There is a no privacy or respite for patients receiving medical treatment in the corridor of a new ward recently opened at Mater Dei Hospital as it is already taking in more patients than it can handle.

The elderly patients are constantly exposed to visitors entering the ward and medical staff attending to other patients. While hospitals are meant to be places of recovery, proper rest is an effort for patients held in a noisy corridor where lights are never turned off.

Those visiting the hospital are guided to the makeshift wards with handwritten signs hastily stuck up on walls with tape

Times of Malta yesterday spent a few hours going around the ward and problem areas to get a better picture of what patients were facing after receiving complaints of overcrowding.

Facilities are inadequate, with only two toilets in the new Medical Admissions Unit 4 (MAU4). While the other wards have TV and Wi-Fi, MAU4 is about basics. There are not even enough trolleys for all the beds within the ward, so patients have to leave their personal belongings on a chair or the floor.

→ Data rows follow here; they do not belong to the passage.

use serde::{Deserialize, Serialize};
use std::time::Duration;

/// Tunables for the editor engine and its coordinators
#[derive(Debug, Clone, PartialEq, Serialize, Deserialize)]
#[serde(rename_all = "camelCase")]
pub struct EditorConfig {
    /// Maximum number of undo levels kept
    #[serde(default = "default_history_limit")]
    pub history_limit: usize,

    /// Distance (px) under which alignment guides are proposed
    #[serde(default = "default_snap_threshold")]
    pub snap_threshold: f64,

    /// Vertical distance (px) under which editable fields share a row
    #[serde(default = "default_row_tolerance")]
    pub row_tolerance: f64,

    /// Quiet window before an inline edit is sent by the editing surface
    #[serde(default = "default_inline_edit_debounce_ms")]
    pub inline_edit_debounce_ms: u64,

    /// Secondary quiet window applied by the receiving surface
    #[serde(default = "default_relay_debounce_ms")]
    pub relay_debounce_ms: u64,

    #[serde(default)]
    pub autosave: AutosaveConfig,
}

#[derive(Debug, Clone, PartialEq, Serialize, Deserialize)]
#[serde(rename_all = "camelCase")]
pub struct AutosaveConfig {
    #[serde(default = "default_autosave_debounce_ms")]
    pub debounce_ms: u64,

    #[serde(default = "default_max_retries")]
    pub max_retries: u32,

    /// Base delay; attempt `n` waits `retry_delay_ms * 2^(n-1)`
    #[serde(default = "default_retry_delay_ms")]
    pub retry_delay_ms: u64,
}

fn default_history_limit() -> usize {
    50
}

fn default_snap_threshold() -> f64 {
    8.0
}

fn default_row_tolerance() -> f64 {
    10.0
}

fn default_inline_edit_debounce_ms() -> u64 {
    300
}

fn default_relay_debounce_ms() -> u64 {
    50
}

fn default_autosave_debounce_ms() -> u64 {
    3000
}

fn default_max_retries() -> u32 {
    3
}

fn default_retry_delay_ms() -> u64 {
    1000
}

impl EditorConfig {
    pub fn inline_edit_debounce(&self) -> Duration {
        Duration::from_millis(self.inline_edit_debounce_ms)
    }

    pub fn relay_debounce(&self) -> Duration {
        Duration::from_millis(self.relay_debounce_ms)
    }
}

impl AutosaveConfig {
    pub fn debounce(&self) -> Duration {
        Duration::from_millis(self.debounce_ms)
    }

    /// Backoff before retry number `attempt` (1-based)
    pub fn retry_delay(&self, attempt: u32) -> Duration {
        let factor = 2u64.saturating_pow(attempt.saturating_sub(1));
        Duration::from_millis(self.retry_delay_ms.saturating_mul(factor))
    }
}

impl Default for EditorConfig {
    fn default() -> Self {
        Self {
            history_limit: default_history_limit(),
            snap_threshold: default_snap_threshold(),
            row_tolerance: default_row_tolerance(),
            inline_edit_debounce_ms: default_inline_edit_debounce_ms(),
            relay_debounce_ms: default_relay_debounce_ms(),
            autosave: AutosaveConfig::default(),
        }
    }
}

impl Default for AutosaveConfig {
    fn default() -> Self {
        Self {
            debounce_ms: default_autosave_debounce_ms(),
            max_retries: default_max_retries(),
            retry_delay_ms: default_retry_delay_ms(),
        }
    }
}
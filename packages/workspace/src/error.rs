use thiserror::Error;

#[derive(Error, Debug)]
pub enum WorkspaceError {
    #[error("No tokio runtime available: {0}")]
    NoRuntime(#[from] tokio::runtime::TryCurrentError),

    #[error("Channel closed")]
    ChannelClosed,
}

pub type WorkspaceResult<T> = Result<T, WorkspaceError>;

Yesterday, there were 28 patients at MAU4, which replaces what was formerly the psychiatric unit. The new ward is part of the government’s plan to convert specialised units that are underutilised into wards to increase the number of available beds for patients. MAU 4 was set to have 22 beds.

Mater Dei needed 400 more beds to handle acute cases, Health Minister Godfrey Farrugia said last January. The significant shortage is distinct from any beds that could be required for rehabilitation purposes. He said the number of beds at the hospital was increased by 53 in 2013 and another 56 were to be added later this year, including the ones already made available at MAU4.

The bed shortage problem at Mater Dei is as dire as ever, particularly at Emergency where makeshift wards are being created in corridors blocked off by temporary partitions.

Visitors are forced to stand by patients’ beds, crowding the narrow passageways and limiting even further the space available for those needing treatment. Those visiting the hospital are guided to the makeshift wards with handwritten signs hastily stuck up on walls with tape.

The lift at the foyer taking visitors down to the emergency ward is blocked off with a line of chairs with a notice saying it is ‘out of order’.

The lift and the stairs adjacent to it are out of bounds because they lead to the corridor being used to treat patients at Emergency, leading to some confusion among visitors on how to reach the ward.

Security staff at the hospital could be seen spending a significant amount of their time guiding visitors around the ‘corridor wards’.

The nurses’ union is clamouring for the construction of a new hospital to solve the severe bed shortage at Mater Dei.

While agreeing that there was “definitely a need” for more hospital beds to treat acute cases, the doctors’ association in January advised caution noting there were not enough doctors and other hospital staff to cater for the building of a new hospital or even an expansion of Mater Dei.

Questions sent to the Health Ministry yesterday remained unanswered at the time of writing.